## Action item:
Gather all lines in the entries below that include the word "Sqlite".

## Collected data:
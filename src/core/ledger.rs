//! Wallet ledger service - invariant-preserving credit, debit, and transfer
//! primitives.
//!
//! Every mutation is a read-compute-append cycle: read the wallet fresh,
//! validate against that snapshot, then hand the store a batch carrying the
//! snapshot's version. A concurrent writer makes the version stale, the store
//! rejects the batch, and the cycle restarts - bounded by
//! [`MAX_MUTATION_ATTEMPTS`], after which [`Error::Contention`] surfaces.
//! Funds checks always run against the freshly read balance, never a cached
//! one. This module is the only caller of the store's append API.

use crate::{
    entities::{EntryReason, wallet},
    errors::{Error, Result},
    store::{self, NewEntry},
};
use rust_decimal::Decimal;
use sea_orm::{ConnectionTrait, DatabaseConnection, TransactionTrait};
use tracing::debug;
use uuid::Uuid;

/// How many read-compute-append cycles a mutation attempts before giving up
/// with [`Error::Contention`]. Conflicts retry immediately, without backoff.
pub const MAX_MUTATION_ATTEMPTS: u32 = 5;

fn ensure_positive(amount: Decimal) -> Result<()> {
    if amount <= Decimal::ZERO {
        return Err(Error::InvalidAmount { amount });
    }
    Ok(())
}

async fn read_wallet<C>(conn: &C, owner_id: i64) -> Result<wallet::Model>
where
    C: ConnectionTrait,
{
    store::wallets::get_by_owner(conn, owner_id)
        .await?
        .ok_or(Error::WalletNotFound { owner_id })
}

/// Adds `amount` to a wallet and records the entry. Returns the new balance.
pub async fn credit(
    db: &DatabaseConnection,
    owner_id: i64,
    amount: Decimal,
    reason: EntryReason,
    related_transaction_id: Option<Uuid>,
) -> Result<Decimal> {
    ensure_positive(amount)?;

    for _ in 0..MAX_MUTATION_ATTEMPTS {
        let wallet = read_wallet(db, owner_id).await?;
        let entry = NewEntry {
            wallet_id: wallet.id,
            delta: amount,
            reason,
            related_transaction_id,
        };

        let txn = db.begin().await?;
        match store::entries::append(&txn, &[entry], &[(wallet.id, wallet.version)]).await {
            Ok(_) => {
                txn.commit().await?;
                return Ok(wallet.balance + amount);
            }
            Err(Error::VersionConflict { wallet_id }) => {
                debug!(owner_id, wallet_id, "Credit lost a version race, retrying");
            }
            Err(err) => return Err(err),
        }
    }

    Err(Error::Contention {
        attempts: MAX_MUTATION_ATTEMPTS,
    })
}

/// Subtracts `amount` from a wallet and records the entry. Returns the new
/// balance. Rejects with [`Error::InsufficientFunds`] rather than letting the
/// balance go negative; the check runs against the balance read in the
/// current attempt.
pub async fn debit(
    db: &DatabaseConnection,
    owner_id: i64,
    amount: Decimal,
    reason: EntryReason,
    related_transaction_id: Option<Uuid>,
) -> Result<Decimal> {
    ensure_positive(amount)?;

    for _ in 0..MAX_MUTATION_ATTEMPTS {
        let wallet = read_wallet(db, owner_id).await?;
        if wallet.balance < amount {
            return Err(Error::InsufficientFunds {
                balance: wallet.balance,
                requested: amount,
            });
        }

        let entry = NewEntry {
            wallet_id: wallet.id,
            delta: -amount,
            reason,
            related_transaction_id,
        };

        let txn = db.begin().await?;
        match store::entries::append(&txn, &[entry], &[(wallet.id, wallet.version)]).await {
            Ok(_) => {
                txn.commit().await?;
                return Ok(wallet.balance - amount);
            }
            Err(Error::VersionConflict { wallet_id }) => {
                debug!(owner_id, wallet_id, "Debit lost a version race, retrying");
            }
            Err(err) => return Err(err),
        }
    }

    Err(Error::Contention {
        attempts: MAX_MUTATION_ATTEMPTS,
    })
}

/// One transfer attempt over the caller's connection: reads both wallets,
/// checks funds, and appends the debit/credit pair as a single batch covering
/// both wallets' versions.
///
/// The caller owns the storage transaction; the purchase orchestrator runs
/// this next to its transaction-row insert so both commit or neither does.
pub(crate) async fn transfer_within<C>(
    conn: &C,
    from_owner_id: i64,
    to_owner_id: i64,
    amount: Decimal,
    related_transaction_id: Uuid,
) -> Result<(Decimal, Decimal)>
where
    C: ConnectionTrait,
{
    let from = read_wallet(conn, from_owner_id).await?;
    let to = read_wallet(conn, to_owner_id).await?;

    if from.balance < amount {
        return Err(Error::InsufficientFunds {
            balance: from.balance,
            requested: amount,
        });
    }

    let batch = [
        NewEntry {
            wallet_id: from.id,
            delta: -amount,
            reason: EntryReason::PurchaseDebit,
            related_transaction_id: Some(related_transaction_id),
        },
        NewEntry {
            wallet_id: to.id,
            delta: amount,
            reason: EntryReason::PurchaseCredit,
            related_transaction_id: Some(related_transaction_id),
        },
    ];
    store::entries::append(
        conn,
        &batch,
        &[(from.id, from.version), (to.id, to.version)],
    )
    .await?;

    Ok((from.balance - amount, to.balance + amount))
}

/// Moves `amount` between two wallets as one atomic unit: either both the
/// debit and the credit land or neither does. The destination wallet is left
/// untouched on every failure path.
pub async fn transfer_atomic(
    db: &DatabaseConnection,
    from_owner_id: i64,
    to_owner_id: i64,
    amount: Decimal,
    related_transaction_id: Uuid,
) -> Result<(Decimal, Decimal)> {
    ensure_positive(amount)?;
    if from_owner_id == to_owner_id {
        return Err(Error::InvalidTransfer {
            reason: "source and destination wallets coincide".to_string(),
        });
    }

    for _ in 0..MAX_MUTATION_ATTEMPTS {
        let txn = db.begin().await?;
        match transfer_within(&txn, from_owner_id, to_owner_id, amount, related_transaction_id)
            .await
        {
            Ok(balances) => {
                txn.commit().await?;
                return Ok(balances);
            }
            Err(Error::VersionConflict { wallet_id }) => {
                debug!(
                    from_owner_id,
                    to_owner_id, wallet_id, "Transfer lost a version race, retrying"
                );
            }
            Err(err) => return Err(err),
        }
    }

    Err(Error::Contention {
        attempts: MAX_MUTATION_ATTEMPTS,
    })
}

#[cfg(test)]
mod tests {
    #![allow(clippy::unwrap_used)]
    use super::*;
    use crate::store::{entries, wallets};
    use crate::test_utils::{dec, setup_test_db};
    use sea_orm::{DatabaseBackend, MockDatabase};

    #[tokio::test]
    async fn test_credit_returns_new_balance() -> Result<()> {
        let db = setup_test_db().await?;
        wallets::create(&db, 1, dec("10")).await?;

        let balance = credit(&db, 1, dec("15"), EntryReason::ManualAdjustment, None).await?;
        assert_eq!(balance, dec("25"));

        let wallet = wallets::get_by_owner(&db, 1).await?.unwrap();
        assert_eq!(wallet.balance, dec("25"));
        assert_eq!(wallet.version, 1);
        Ok(())
    }

    #[tokio::test]
    async fn test_credit_validates_amount() -> Result<()> {
        let db = setup_test_db().await?;
        wallets::create(&db, 1, dec("10")).await?;

        for bad in [Decimal::ZERO, dec("-5")] {
            let result = credit(&db, 1, bad, EntryReason::ManualAdjustment, None).await;
            assert!(matches!(result.unwrap_err(), Error::InvalidAmount { .. }));
        }
        Ok(())
    }

    #[tokio::test]
    async fn test_credit_missing_wallet() -> Result<()> {
        // Mock an empty wallet lookup, as the directory would for a user who
        // never registered
        let db = MockDatabase::new(DatabaseBackend::Sqlite)
            .append_query_results([Vec::<wallet::Model>::new()])
            .into_connection();

        let result = credit(&db, 9, dec("5"), EntryReason::ManualAdjustment, None).await;
        assert!(matches!(
            result.unwrap_err(),
            Error::WalletNotFound { owner_id: 9 }
        ));
        Ok(())
    }

    #[tokio::test]
    async fn test_contention_surfaces_after_bounded_retries() -> Result<()> {
        // Every attempt reads version 0 and then finds version 1 at append
        // time, simulating a competing writer that always wins the race
        let fresh = wallet::Model {
            id: 1,
            owner_id: 1,
            balance: dec("10"),
            version: 0,
            is_deleted: false,
        };
        let bumped = wallet::Model {
            version: 1,
            ..fresh.clone()
        };

        let mut mock = MockDatabase::new(DatabaseBackend::Sqlite);
        for _ in 0..MAX_MUTATION_ATTEMPTS {
            mock = mock
                .append_query_results([vec![fresh.clone()]])
                .append_query_results([vec![bumped.clone()]]);
        }
        let db = mock.into_connection();

        let result = credit(&db, 1, dec("5"), EntryReason::ManualAdjustment, None).await;
        assert!(matches!(
            result.unwrap_err(),
            Error::Contention {
                attempts: MAX_MUTATION_ATTEMPTS
            }
        ));
        Ok(())
    }

    #[tokio::test]
    async fn test_debit_rejects_overdraft() -> Result<()> {
        let db = setup_test_db().await?;
        wallets::create(&db, 1, dec("10")).await?;

        let result = debit(&db, 1, dec("20"), EntryReason::ManualAdjustment, None).await;
        match result.unwrap_err() {
            Error::InsufficientFunds { balance, requested } => {
                assert_eq!(balance, dec("10"));
                assert_eq!(requested, dec("20"));
            }
            other => panic!("unexpected error: {other}"),
        }

        // Rejected, not clamped - balance and ledger untouched
        let wallet = wallets::get_by_owner(&db, 1).await?.unwrap();
        assert_eq!(wallet.balance, dec("10"));
        assert_eq!(wallet.version, 0);
        Ok(())
    }

    #[tokio::test]
    async fn test_debit_sequence_spends_down_to_exact_zero() -> Result<()> {
        let db = setup_test_db().await?;
        wallets::create(&db, 1, dec("25")).await?;

        let balance = debit(&db, 1, dec("25"), EntryReason::ManualAdjustment, None).await?;
        assert_eq!(balance, Decimal::ZERO);
        Ok(())
    }

    #[tokio::test]
    async fn test_competing_debits_only_funds_for_one() -> Result<()> {
        // Wallet holds 100; a 40 and a 70 debit race. Whichever lands second
        // sees the reduced balance and must fail - balance ends at 60.
        let db = setup_test_db().await?;
        wallets::create(&db, 1, dec("100")).await?;

        let first = debit(&db, 1, dec("40"), EntryReason::ManualAdjustment, None).await;
        let second = debit(&db, 1, dec("70"), EntryReason::ManualAdjustment, None).await;

        assert_eq!(first.unwrap(), dec("60"));
        assert!(matches!(
            second.unwrap_err(),
            Error::InsufficientFunds { .. }
        ));

        let wallet = wallets::get_by_owner(&db, 1).await?.unwrap();
        assert_eq!(wallet.balance, dec("60"));
        assert_eq!(entries::replay_balance(&db, wallet.id).await?, dec("60"));
        Ok(())
    }

    #[tokio::test]
    async fn test_transfer_moves_funds_atomically() -> Result<()> {
        let db = setup_test_db().await?;
        wallets::create(&db, 1, dec("100")).await?;
        wallets::create(&db, 2, Decimal::ZERO).await?;

        let reference = Uuid::new_v4();
        let (from_balance, to_balance) =
            transfer_atomic(&db, 1, 2, dec("30"), reference).await?;
        assert_eq!(from_balance, dec("70"));
        assert_eq!(to_balance, dec("30"));

        let recorded = entries::for_transaction(&db, reference).await?;
        assert_eq!(recorded.len(), 2);
        assert_eq!(recorded[0].reason, EntryReason::PurchaseDebit);
        assert_eq!(recorded[0].delta, dec("-30"));
        assert_eq!(recorded[1].reason, EntryReason::PurchaseCredit);
        assert_eq!(recorded[1].delta, dec("30"));
        Ok(())
    }

    #[tokio::test]
    async fn test_transfer_insufficient_funds_touches_neither_wallet() -> Result<()> {
        let db = setup_test_db().await?;
        wallets::create(&db, 1, dec("10")).await?;
        wallets::create(&db, 2, dec("5")).await?;

        let reference = Uuid::new_v4();
        let result = transfer_atomic(&db, 1, 2, dec("30"), reference).await;
        assert!(matches!(
            result.unwrap_err(),
            Error::InsufficientFunds { .. }
        ));

        assert_eq!(wallets::get_by_owner(&db, 1).await?.unwrap().balance, dec("10"));
        assert_eq!(wallets::get_by_owner(&db, 2).await?.unwrap().balance, dec("5"));
        assert!(entries::for_transaction(&db, reference).await?.is_empty());
        Ok(())
    }

    #[tokio::test]
    async fn test_transfer_missing_destination_leaves_source_untouched() -> Result<()> {
        let db = setup_test_db().await?;
        wallets::create(&db, 1, dec("100")).await?;

        let result = transfer_atomic(&db, 1, 2, dec("30"), Uuid::new_v4()).await;
        assert!(matches!(
            result.unwrap_err(),
            Error::WalletNotFound { owner_id: 2 }
        ));
        assert_eq!(wallets::get_by_owner(&db, 1).await?.unwrap().balance, dec("100"));
        Ok(())
    }

    #[tokio::test]
    async fn test_transfer_rejects_self_and_bad_amounts() -> Result<()> {
        let db = setup_test_db().await?;
        wallets::create(&db, 1, dec("100")).await?;

        let result = transfer_atomic(&db, 1, 1, dec("30"), Uuid::new_v4()).await;
        assert!(matches!(result.unwrap_err(), Error::InvalidTransfer { .. }));

        let result = transfer_atomic(&db, 1, 2, Decimal::ZERO, Uuid::new_v4()).await;
        assert!(matches!(result.unwrap_err(), Error::InvalidAmount { .. }));
        Ok(())
    }

    #[tokio::test]
    async fn test_mixed_operations_replay_to_stored_balance() -> Result<()> {
        let db = setup_test_db().await?;
        wallets::create(&db, 1, dec("100")).await?;
        wallets::create(&db, 2, dec("20")).await?;

        credit(&db, 1, dec("50"), EntryReason::ManualAdjustment, None).await?;
        debit(&db, 1, dec("30"), EntryReason::ManualAdjustment, None).await?;
        transfer_atomic(&db, 1, 2, dec("45"), Uuid::new_v4()).await?;

        for owner in [1, 2] {
            let wallet = wallets::get_by_owner(&db, owner).await?.unwrap();
            assert_eq!(
                entries::replay_balance(&db, wallet.id).await?,
                wallet.balance
            );
        }
        assert_eq!(wallets::get_by_owner(&db, 1).await?.unwrap().balance, dec("75"));
        assert_eq!(wallets::get_by_owner(&db, 2).await?.unwrap().balance, dec("65"));
        Ok(())
    }
}
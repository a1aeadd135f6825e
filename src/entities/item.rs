//! Item entity - A catalog listing owned by a merchant.
//!
//! Backs the database-backed `ItemCatalog` implementation. Delisted items are
//! soft-deleted so past transactions keep a valid reference.

use rust_decimal::Decimal;
use sea_orm::entity::prelude::*;
use serde::{Deserialize, Serialize};

/// Item database model
#[derive(Clone, Debug, PartialEq, DeriveEntityModel, Serialize, Deserialize)]
#[sea_orm(table_name = "items")]
pub struct Model {
    /// Unique identifier for the item
    #[sea_orm(primary_key)]
    pub id: i64,
    /// Merchant offering the item
    #[sea_orm(indexed)]
    pub merchant_id: i64,
    /// Display name of the item
    pub name: String,
    /// Current asking price
    pub price: Decimal,
    /// Soft delete flag - delisted items are hidden from the catalog
    pub is_delisted: bool,
    /// When the item was listed
    pub created_at: DateTimeUtc,
}

/// Defines relationships between Item and other entities
#[derive(Copy, Clone, Debug, EnumIter, DeriveRelation)]
pub enum Relation {}

impl ActiveModelBehavior for ActiveModel {}
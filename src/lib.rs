//! `Tillbook` - Wallet ledger service for a multi-tenant commerce backend
//!
//! This crate maintains per-user wallet balances and an append-only ledger of
//! every balance-affecting event. Purchases debit the customer, credit the
//! merchant, and record a transaction atomically; every mutation either lands
//! in full or leaves no trace. The request-handling layer (HTTP or otherwise)
//! lives outside this crate and consumes the `core` API.

// Deny the most critical lints that could lead to bugs or security issues
#![deny(
    // Security and correctness
    unsafe_code,
    unsafe_op_in_unsafe_fn,

    // Code quality - things that are almost always bugs
    unreachable_code,
    unreachable_patterns,
    unused_must_use,

    // Documentation - broken links are bugs
    rustdoc::broken_intra_doc_links,
    rustdoc::private_intra_doc_links,
)]
// Warn on things that should be fixed but aren't necessarily bugs
#![warn(
    missing_docs,

    // Clippy categories for overall code quality
    clippy::all,
    clippy::pedantic,

    // Correctness
    clippy::clone_on_ref_ptr,
    clippy::dbg_macro,
    clippy::exit,
    clippy::expect_used,
    clippy::panic,
    clippy::todo,
    clippy::unimplemented,
    clippy::unwrap_used,

    // Style consistency
    clippy::enum_glob_use,
    clippy::inconsistent_struct_constructor,
    clippy::must_use_candidate,
    clippy::semicolon_if_nothing_returned,
    clippy::wildcard_imports,

    // Future compatibility
    future_incompatible,
    rust_2018_idioms,
)]
#![allow(
    clippy::module_name_repetitions,  // Common pattern in Rust
    clippy::missing_errors_doc,        // Will add gradually
    clippy::missing_panics_doc,        // Will add gradually
)]

/// Item catalog boundary - read-only item/price lookups
pub mod catalog;
/// Configuration management for database settings
pub mod config;
/// Core business logic - ledger mutations, purchases, wallet lifecycle, audit
pub mod core;
/// Account directory boundary - read-only user identity/role lookups
pub mod directory;
/// SeaORM entity definitions for database tables
pub mod entities;
/// Unified error types and result handling
pub mod errors;
/// Pagination envelope for list queries
pub mod paging;
/// Durable persistence of wallets, ledger entries, and transactions
pub mod store;

#[cfg(test)]
pub mod test_utils;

## Response area:
        let db = MockDatabase::new(DatabaseBackend::Sqlite)
        let mut mock = MockDatabase::new(DatabaseBackend::Sqlite);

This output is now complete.